A good answer should mention:
- bits versus qubits,
- quantum measurement,
- superposition or entanglement,
- the fact that classical computers can already use quantum hardware without being quantum computers.
1.18 Key terms
| Term | Meaning |
|---|---|
| Bit | The basic unit of classical information, with value 0 or 1. |
| Qubit | The basic unit of quantum information. |
| Superposition | A quantum state written as a linear combination of basis states. |
| Amplitude | A complex coefficient in a quantum state. |
| Measurement | The process by which classical information is extracted from a quantum state. |
| Interference | The reinforcement or cancellation of amplitudes. |
| Entanglement | A joint quantum state that cannot be described by assigning separate states to its parts. |
| Quantum algorithm | An algorithm that uses quantum states and transformations. |
| Decoherence | Loss of quantum behavior through interaction with the environment. |
| Quantum error correction | Methods for protecting quantum information from errors. |
1.19 Summary
Quantum computing begins from the idea that information is physical.

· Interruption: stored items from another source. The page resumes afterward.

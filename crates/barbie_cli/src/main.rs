//! `barbie` command-line entry point.
//!
//! # Responsibility
//! - Resolve configuration, start logging and initialize the store once.
//! - Hand stdin/stdout to the interactive menu loop.

mod menu;
mod prompt;
mod render;

use anyhow::Context;
use barbie_core::db::init_store;
use barbie_core::{init_logging, CatalogConfig};
use clap::Parser;
use std::io;
use std::path::PathBuf;

#[derive(Parser)]
#[command(name = "barbie")]
#[command(about = "Manage a personal Barbie movie collection", long_about = None)]
#[command(version)]
struct Cli {
    /// SQLite database file (defaults to the platform data directory)
    #[arg(long, value_name = "PATH")]
    db: Option<PathBuf>,

    /// Directory for rolling log files
    #[arg(long, value_name = "DIR")]
    log_dir: Option<PathBuf>,

    /// Log level: trace, debug, info, warn or error
    #[arg(long, value_name = "LEVEL")]
    log_level: Option<String>,
}

fn main() -> anyhow::Result<()> {
    let cli = Cli::parse();
    let config = CatalogConfig::resolve(cli.db, cli.log_dir, cli.log_level);

    if let Err(err) = init_logging(&config.log_level, &config.log_dir) {
        eprintln!("warning: file logging disabled: {err}");
    }

    init_store(&config.db_path).with_context(|| {
        format!(
            "failed to initialize movie store at `{}`",
            config.db_path.display()
        )
    })?;
    log::info!("event=cli_start module=cli status=ok");

    menu::run_menu(&config.db_path, io::stdin().lock(), io::stdout().lock())
        .context("terminal I/O failed")?;
    Ok(())
}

Classical computing abstracts away physics and treats information as bits. Quantum computing replaces this classical model with one based on quantum mechanics.
The central unit is the qubit. Qubits can be placed in superpositions, transformed by quantum operations, entangled with other qubits, and measured to produce classical outcomes.
Quantum computers are not universal accelerators. They appear to offer major advantages for some special tasks, including factoring, quantum simulation, and certain search and hidden-structure problems. They also impose severe limitations: measurement reveals only limited information, unknown quantum states cannot be copied, and quantum systems are fragile.
The rest of this course develops the mathematical, computational, and physical ideas needed to understand how quantum algorithms work and how quantum information can be protected.
1.20 What comes next
In the next chapter, we study the simplest quantum system: a single qubit.
We will use photon polarization as a motivating example and introduce:
- state vectors,
- Dirac notation,
- measurement probabilities,
- basis dependence,
- global and relative phase,
- the Bloch sphere.
The goal is to move from the broad ideas of this chapter to the precise mathematical model used throughout quantum computing.